Het getuigenis van de Kerk
Ten slotte is er bewijs buiten de Schriften. Hoewel dit minder belangrijk is, moet het toch vermeld worden.
- Theologische waarheid – De doop wijst op wat Christus voor Zijn kinderen heeft gedaan. De doopsgezinde visie legt de nadruk op de mens en zijn bewuste beslissing. Als men dit uitsluitend of zelfs hoofdzakelijk doet, degradeert het de essentie van de doop tot een antropocentrische betekenis in plaats van een theocentrische betekenis. “Het plaatst het ‘ik’ en zijn beslissing in de plaats van God en zijn beslissing. Het geeft het primaat en de eer aan de mens en zijn werk in plaats van aan God en Gods werk … Het vindt zijn centrale punt in onze wending tot God in plaats van Gods wending tot ons en Gods werk in het wenden van ons tot God.” De doop van een zuigeling beeldt de hulpeloosheid van de mens uit en zijn wanhopige behoefte aan God. Het is een getuigenis voor allen die toekijken, dat het kind alleen door Gods toedoen zal worden gered. Het dopen van zuigelingen toont deze objectieve realiteit aan.

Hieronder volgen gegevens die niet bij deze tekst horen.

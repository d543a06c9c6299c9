mod catalog;
mod config;
mod errors;
mod extractors;
mod flows;
mod llm_client;
mod routes;
mod state;

use anyhow::Result;
use std::net::SocketAddr;
use std::sync::Arc;
use tower_http::{cors::CorsLayer, trace::TraceLayer};
use tracing::info;
use tracing_subscriber::{layer::SubscriberExt, util::SubscriberInitExt, EnvFilter};

use crate::catalog::store::Catalog;
use crate::config::Config;
use crate::llm_client::structured::StructuredClient;
use crate::llm_client::LlmClient;
use crate::routes::build_router;
use crate::state::AppState;

#[tokio::main]
async fn main() -> Result<()> {
    // Load configuration first (fails on missing required env vars)
    let config = Config::from_env()?;

    // Initialize structured logging
    tracing_subscriber::registry()
        .with(EnvFilter::try_from_default_env().unwrap_or_else(|_| {
            EnvFilter::new(format!(
                "{}={}",
                env!("CARGO_PKG_NAME").replace('-', "_"),
                &config.rust_log
            ))
        }))
        .with(tracing_subscriber::fmt::layer())
        .init();

    info!("Starting ATS API v{}", env!("CARGO_PKG_VERSION"));

    // Initialize LLM client
    let llm = LlmClient::new(
        config.anthropic_api_key.clone(),
        config.anthropic_api_url.clone(),
    )?;
    info!(
        "LLM client initialized (model: {}, timeout: {}s)",
        llm_client::MODEL,
        config.llm_timeout.as_secs()
    );

    // Seed the in-memory catalog
    let catalog = Arc::new(Catalog::seeded());
    let summary = catalog.dashboard_summary().await;
    info!(
        "Catalog seeded: {} open positions, {} active candidates",
        summary.open_positions, summary.active_candidates
    );

    // Build app state
    let state = AppState {
        llm: StructuredClient::new(Arc::new(llm), config.llm_timeout),
        catalog,
    };

    // Build router
    let app = build_router(state)
        .layer(TraceLayer::new_for_http())
        .layer(CorsLayer::permissive());

    let addr: SocketAddr = format!("0.0.0.0:{}", config.port).parse()?;
    info!("Listening on {addr}");

    let listener = tokio::net::TcpListener::bind(addr).await?;
    axum::serve(listener, app).await?;

    Ok(())
}
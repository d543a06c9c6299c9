//! Job import: extracts a structured listing from pasted job-board text.

use serde::{Deserialize, Serialize};
use tracing::info;

use crate::errors::AppError;
use crate::flows::prompts::{render_extraction_prompt, EXTRACTION_ROLE};
use crate::flows::validate_request;
use crate::llm_client::prompts::system_prompt;
use crate::llm_client::schema::{FieldKind, FieldSpec, SchemaDescriptor};
use crate::llm_client::structured::StructuredClient;

/// Raw listing text as pasted by a recruiter.
#[derive(Debug, Clone, Serialize, Deserialize)]
#[serde(rename_all = "camelCase")]
pub struct ExtractionRequest {
    pub listing_text: String,
}

/// The seven fields pulled out of a listing. Missing information is an empty
/// string, never null.
#[derive(Debug, Clone, PartialEq, Eq, Serialize, Deserialize)]
#[serde(rename_all = "camelCase")]
pub struct ExtractionResult {
    pub title: String,
    pub description: String,
    pub company: String,
    pub location: String,
    pub salary: String,
    pub requirements: String,
    pub application_instructions: String,
}

pub static EXTRACTION_REQUEST_SCHEMA: SchemaDescriptor = SchemaDescriptor {
    name: "extraction_request",
    description: "A job listing to import.",
    fields: &[FieldSpec::new(
        "listingText",
        FieldKind::NonEmptyText,
        "The text content of a job listing from an external job site.",
    )],
};

pub static JOB_LISTING_SCHEMA: SchemaDescriptor = SchemaDescriptor {
    name: "job_listing",
    description: "Structured fields extracted from a job listing.",
    fields: &[
        FieldSpec::new("title", FieldKind::Text, "The title of the job listing."),
        FieldSpec::new("description", FieldKind::Text, "A detailed description of the job."),
        FieldSpec::new("company", FieldKind::Text, "The name of the company offering the job."),
        FieldSpec::new(
            "location",
            FieldKind::Text,
            "The location of the job (e.g., city, state).",
        ),
        FieldSpec::new(
            "salary",
            FieldKind::Text,
            "The salary range or compensation details, if provided.",
        ),
        FieldSpec::new(
            "requirements",
            FieldKind::Text,
            "The key skills and qualifications required for the job.",
        ),
        FieldSpec::new(
            "applicationInstructions",
            FieldKind::Text,
            "Instructions on how to apply for the job.",
        ),
    ],
};

/// Extracts a structured listing from raw text with a single model call.
pub async fn extract(
    request: &ExtractionRequest,
    llm: &StructuredClient,
) -> Result<ExtractionResult, AppError> {
    validate_request(request, &EXTRACTION_REQUEST_SCHEMA)?;

    info!("Extracting job listing ({} chars)", request.listing_text.len());

    let prompt = render_extraction_prompt(&request.listing_text);
    let result: ExtractionResult = llm
        .invoke(&prompt, &system_prompt(EXTRACTION_ROLE), &JOB_LISTING_SCHEMA)
        .await?;

    info!("Job listing extracted: title={:?}", result.title);
    Ok(result)
}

- Gebrek aan bewijs voor Baptisten – Er is geen bewijs dat volwassenen die geboren zijn uit christelijke ouders, gedoopt zijn in het Nieuwe Testament. Daarom zou men kunnen stellen dat er nog minder bewijs is voor de baptist die beweert dat een gelovige die opgroeit in een christelijk gezin gedoopt moet worden als volwassene, dan er is voor het standpunt van de paedobaptist. In feite zou ik willen beweren dat de bewijslast ligt bij de dopers stelling vanwege de opname van kinderen in de verbondsgemeenschap in het Oude Testament.
- Geen begin bekend – Zuigelingendoop is de historische praktijk van de kerk geweest. Irenaeus, Tertullianus, en Origenes vermelden allen de doop van zuigelingen in de tweede eeuw. Cyprianus en het Concilie van Carthago in 253 A.D. beschouwden de kinderdoop als vanzelfsprekend. Augustinus beweerde dat de kinderdoop in de kerk had bestaan zolang iemand zich kon herinneren. Er is niemand die het begin van de praktijk van de kinderdoop kan aanwijzen. Alleen al op grond van de geschiedenis zou men kunnen aannemen dat de kinderdoop altijd al de praktijk van de Kerk is geweest.

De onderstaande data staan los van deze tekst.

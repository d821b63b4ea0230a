//! Core data types shared across the client, orchestrator and runner.

mod chat;
mod models;
mod usage;

pub use chat::{ChatMessage, ChatRequest, ChatResponse, FinishReason, MessageRole};
pub use models::{ModelInfo, ModelKind, PricePer1k};
pub use usage::{Cost, Usage};
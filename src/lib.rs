//! # Chatbench
//!
//! Orchestration and streaming engine for OpenAI-compatible chat APIs:
//! issue exchanges against a configurable endpoint, decode server-sent
//! incremental responses, keep concurrent exchanges bounded and
//! cancellable, retry failed exchanges under a linear-backoff policy, and
//! derive token/cost accounting from the results.
//!
//! The crate owns no persisted state; conversations and price overrides
//! live behind the [`orchestrator::ConversationStore`] and
//! [`orchestrator::PriceTable`] collaborator traits.
//!
//! ## Quick start
//!
//! ```rust,no_run
//! use chatbench::prelude::*;
//!
//! #[tokio::main]
//! async fn main() -> Result<(), Box<dyn std::error::Error>> {
//!     let profile = EndpointProfile::new("main", "your-api-key", "https://api.openai.com/v1")
//!         .with_model("gpt-4o-mini");
//!     let client = ApiClient::new(profile)?;
//!
//!     let report = client.test_connection().await;
//!     println!("reachable: {} ({:?})", report.success, report.elapsed);
//!
//!     let request = ChatRequest::new(vec![ChatMessage::user("Hello!")]);
//!     let response = client.chat(&request, &CancellationToken::new()).await?;
//!     println!("{}", response.content);
//!     Ok(())
//! }
//! ```

#![deny(unsafe_code)]

pub mod bench;
pub mod client;
pub mod error;
pub mod governor;
pub mod observability;
pub mod orchestrator;
pub mod pricing;
pub mod profile;
pub mod streaming;
pub mod types;

/// The commonly used surface in one import.
pub mod prelude {
    pub use crate::bench::{BenchPlan, BenchRecord, BenchRunner};
    pub use crate::client::{ApiClient, ConnectionReport};
    pub use crate::error::{ErrorCategory, TransportError};
    pub use crate::governor::{ExchangePermit, ExchangeRegistry, PermitPool, RequestId, run_bounded};
    pub use crate::orchestrator::{
        Attachment, Conversation, ConversationStore, DeltaSink, MessageOrchestrator, PriceTable,
        RejectReason, RetryPolicy, SendOutcome, SendStatus, Turn, TurnPatch, TurnStatus,
    };
    pub use crate::pricing::{calculate_cost, effective_price, estimate_token_count};
    pub use crate::profile::{EndpointProfile, GenerationParams};
    pub use crate::streaming::{SseDecoder, StreamOutcome, decode_sse};
    pub use crate::types::{
        ChatMessage, ChatRequest, ChatResponse, Cost, FinishReason, MessageRole, ModelInfo,
        ModelKind, PricePer1k, Usage,
    };
    pub use tokio_util::sync::CancellationToken;
}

- Geschiedenis van de Kerk – Tot de tijd van de wederdopers in de 16e eeuw was er in de Kerk geen merkbare verontwaardiging tegen de kinderdoop. Zelfs tot op de dag van vandaag houdt de meerderheid van de huidige Kerk, om niet te spreken van de overweldigende meerderheid van de leden van de Kerk door de eeuwen heen, vast aan een paedobaptistisch standpunt.

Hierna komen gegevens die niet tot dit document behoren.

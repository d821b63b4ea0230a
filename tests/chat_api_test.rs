//! Mock API tests for the transport client.
//!
//! These tests use wiremock to simulate OpenAI-compatible API responses.
//! Response formats follow the official chat-completions reference:
//! https://platform.openai.com/docs/api-reference/chat/create

use std::time::Duration;

use chatbench::prelude::*;
use serde_json::json;
use wiremock::matchers::{header, method, path};
use wiremock::{Mock, MockServer, ResponseTemplate};

fn chat_completion_response() -> serde_json::Value {
    json!({
        "id": "chatcmpl-123",
        "object": "chat.completion",
        "created": 1677652288,
        "model": "gpt-4o-mini",
        "choices": [{
            "index": 0,
            "message": {
                "role": "assistant",
                "content": "Hello! How can I help you today?"
            },
            "finish_reason": "stop"
        }],
        "usage": {
            "prompt_tokens": 9,
            "completion_tokens": 12,
            "total_tokens": 21
        }
    })
}

fn error_response(error_type: &str, message: &str, code: &str) -> serde_json::Value {
    json!({
        "error": {
            "message": message,
            "type": error_type,
            "param": null,
            "code": code
        }
    })
}

fn models_response() -> serde_json::Value {
    json!({
        "object": "list",
        "data": [
            {"id": "gpt-4o-mini", "object": "model", "owned_by": "openai"},
            {"id": "text-embedding-3-small", "object": "model", "owned_by": "openai"},
            {
                "id": "router/cheap-chat",
                "object": "model",
                "owned_by": "router",
                "context_length": 32768,
                "pricing": {"prompt": "0.0005", "completion": "0.0015"}
            }
        ]
    })
}

fn client_for(server: &MockServer) -> ApiClient {
    let profile = EndpointProfile::new("test", "test-api-key", server.uri()).with_model("gpt-4o-mini");
    ApiClient::new(profile).unwrap()
}

#[tokio::test]
async fn chat_completion_non_streaming() {
    let server = MockServer::start().await;
    Mock::given(method("POST"))
        .and(path("/chat/completions"))
        .and(header("Authorization", "Bearer test-api-key"))
        .respond_with(ResponseTemplate::new(200).set_body_json(chat_completion_response()))
        .mount(&server)
        .await;

    let client = client_for(&server);
    let request = ChatRequest::new(vec![ChatMessage::user("Hello")]);
    let response = client.chat(&request, &CancellationToken::new()).await.unwrap();

    assert_eq!(response.content, "Hello! How can I help you today?");
    assert_eq!(response.model.as_deref(), Some("gpt-4o-mini"));
    assert_eq!(response.finish_reason, Some(FinishReason::Stop));

    let usage = response.usage.unwrap();
    assert_eq!(usage.prompt_tokens, 9);
    assert_eq!(usage.completion_tokens, 12);
    assert_eq!(usage.total_tokens, 21);
}

#[tokio::test]
async fn http_401_normalizes_to_auth() {
    let server = MockServer::start().await;
    Mock::given(method("POST"))
        .and(path("/chat/completions"))
        .respond_with(ResponseTemplate::new(401).set_body_json(error_response(
            "invalid_request_error",
            "Incorrect API key provided",
            "invalid_api_key",
        )))
        .mount(&server)
        .await;

    let client = client_for(&server);
    let request = ChatRequest::new(vec![ChatMessage::user("Hello")]);
    let err = client
        .chat(&request, &CancellationToken::new())
        .await
        .unwrap_err();

    assert_eq!(err.category(), ErrorCategory::Auth);
    assert_eq!(err.status_code(), Some(401));
    assert!(err.to_string().contains("Incorrect API key"));
}

#[tokio::test]
async fn http_400_normalizes_to_validation() {
    let server = MockServer::start().await;
    Mock::given(method("POST"))
        .and(path("/chat/completions"))
        .respond_with(ResponseTemplate::new(400).set_body_json(error_response(
            "invalid_request_error",
            "you must provide a model parameter",
            "missing_model",
        )))
        .mount(&server)
        .await;

    let client = client_for(&server);
    let request = ChatRequest::new(vec![ChatMessage::user("Hello")]);
    let err = client
        .chat(&request, &CancellationToken::new())
        .await
        .unwrap_err();
    assert_eq!(err.category(), ErrorCategory::Validation);
}

#[tokio::test]
async fn http_500_normalizes_to_server() {
    let server = MockServer::start().await;
    Mock::given(method("POST"))
        .and(path("/chat/completions"))
        .respond_with(ResponseTemplate::new(500).set_body_string("internal error"))
        .mount(&server)
        .await;

    let client = client_for(&server);
    let request = ChatRequest::new(vec![ChatMessage::user("Hello")]);
    let err = client
        .chat(&request, &CancellationToken::new())
        .await
        .unwrap_err();
    assert_eq!(err.category(), ErrorCategory::Server);
    assert!(err.is_retryable());
}

#[tokio::test]
async fn unreachable_endpoint_normalizes_to_network() {
    // Nothing listens on the discard port.
    let profile = EndpointProfile::new("test", "test-api-key", "http://127.0.0.1:9")
        .with_model("gpt-4o-mini")
        .with_timeout(Duration::from_secs(2));
    let client = ApiClient::new(profile).unwrap();
    let request = ChatRequest::new(vec![ChatMessage::user("Hello")]);
    let err = client
        .chat(&request, &CancellationToken::new())
        .await
        .unwrap_err();
    assert_eq!(err.category(), ErrorCategory::Network);
    assert_eq!(err.status_code(), None);
}

#[tokio::test]
async fn test_connection_reports_success_with_elapsed_time() {
    let server = MockServer::start().await;
    Mock::given(method("GET"))
        .and(path("/models"))
        .respond_with(ResponseTemplate::new(200).set_body_json(models_response()))
        .mount(&server)
        .await;

    let client = client_for(&server);
    let report = client.test_connection().await;
    assert!(report.success);
    assert!(report.elapsed > Duration::ZERO);
    assert!(report.error.is_none());
}

#[tokio::test]
async fn test_connection_classifies_auth_failures_without_throwing() {
    let server = MockServer::start().await;
    Mock::given(method("GET"))
        .and(path("/models"))
        .respond_with(ResponseTemplate::new(401).set_body_json(error_response(
            "invalid_request_error",
            "Incorrect API key provided",
            "invalid_api_key",
        )))
        .mount(&server)
        .await;

    let client = client_for(&server);
    let report = client.test_connection().await;
    assert!(!report.success);
    assert!(report.elapsed > Duration::ZERO);
    let message = report.error.unwrap();
    assert!(message.starts_with("auth"), "got: {message}");
}

#[tokio::test]
async fn model_listing_is_cached_within_the_ttl() {
    let server = MockServer::start().await;
    Mock::given(method("GET"))
        .and(path("/models"))
        .respond_with(ResponseTemplate::new(200).set_body_json(models_response()))
        .expect(1)
        .mount(&server)
        .await;

    let client = client_for(&server);
    let first = client.list_models(false).await.unwrap();
    let second = client.list_models(false).await.unwrap();
    assert_eq!(first.len(), second.len());
    // The mock's expect(1) verifies exactly one live fetch on drop.
}

#[tokio::test]
async fn model_listing_refetches_after_the_ttl_elapses() {
    let server = MockServer::start().await;
    Mock::given(method("GET"))
        .and(path("/models"))
        .respond_with(ResponseTemplate::new(200).set_body_json(models_response()))
        .expect(2)
        .mount(&server)
        .await;

    let client = client_for(&server).with_model_ttl(Duration::from_millis(40));
    client.list_models(false).await.unwrap();
    tokio::time::sleep(Duration::from_millis(60)).await;
    client.list_models(false).await.unwrap();
}

#[tokio::test]
async fn force_refresh_bypasses_a_fresh_cache() {
    let server = MockServer::start().await;
    Mock::given(method("GET"))
        .and(path("/models"))
        .respond_with(ResponseTemplate::new(200).set_body_json(models_response()))
        .expect(2)
        .mount(&server)
        .await;

    let client = client_for(&server);
    client.list_models(false).await.unwrap();
    client.list_models(true).await.unwrap();
}

#[tokio::test]
async fn model_listing_canonicalizes_provider_shapes() {
    let server = MockServer::start().await;
    Mock::given(method("GET"))
        .and(path("/models"))
        .respond_with(ResponseTemplate::new(200).set_body_json(models_response()))
        .mount(&server)
        .await;

    let client = client_for(&server);
    let models = client.list_models(false).await.unwrap();
    assert_eq!(models.len(), 3);

    let chat = models.iter().find(|m| m.id == "gpt-4o-mini").unwrap();
    assert_eq!(chat.kind, ModelKind::Multimodal);
    assert!(chat.capabilities.contains(&"chat".to_string()));

    let embedding = models
        .iter()
        .find(|m| m.id == "text-embedding-3-small")
        .unwrap();
    assert_eq!(embedding.kind, ModelKind::Embedding);

    let priced = models.iter().find(|m| m.id == "router/cheap-chat").unwrap();
    assert_eq!(priced.context_window, Some(32_768));
    let price = priced.price.unwrap();
    assert_eq!(price.input, 0.0005);
    assert_eq!(price.output, 0.0015);
}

We willen duidelijk zijn over wat de doop is en wat niet. In een gereformeerde visie op de doop is het een teken en zegel (Romeinen 4), niet een middel tot wedergeboorte of geloof. Het is een getuigenis van God, niet een verkondiging van geloof namens de zuigeling. Het betekent hun opname in de zichtbare kerk, maar geeft geen commentaar op hun intrede in de onzichtbare kerk. De doop dient om het geloof te versterken, het is geen middel om het geloof in te voeren.
Wat de doop is Wat de doop niet is
Teken en zegel Een middel tot wedergeboorte of geloof
Testimonium van God Verkondiging van geloof namens de zuigeling
Een teken van in de zichtbare kerk te zijn Toegang tot de onzichtbare kerk
Versterkt het geloof Een invoer van geloof
Conclusie
We hebben er allemaal baat bij om te studeren, te weten, en een overtuiging te hebben over de leer van de doop en de praktijk ervan in de kerk. Ons doel is niet om een argument te winnen, om steun voor onze zaak te krijgen, of om degenen die een andere mening hebben te beschamen. Wat ons drijft is een serieuze overweging van de oproep van onze Heer om te aanbidden in Geest en in waarheid (Johannes 4:23). Daarom zoeken wij de waarheid, verlangen wij de waarheid te kennen, en brengen wij die waarheid in praktijk. Overweeg het bovenstaande met betrekking tot de doop. Bestudeer, bid, en laat u dan leiden door uw geweten. De Heer is heer van het geweten. Onze visie op de doop is belangrijk, dus willen we weten waarom we geloven wat we geloven. Maar laten we dat doen met een zachtmoedige, milde en genadige geest; want hoe ironisch zou het zijn om een hooghartige geest te handhaven over “onze visie” op de doop – een sacrament dat spreekt over iemands behoefte aan het vergoten bloed van Christus.
John Murray, Christian Baptism (Nutley, New Jersey: Presbyterian and Reformed Publishing Company, 1977), 53.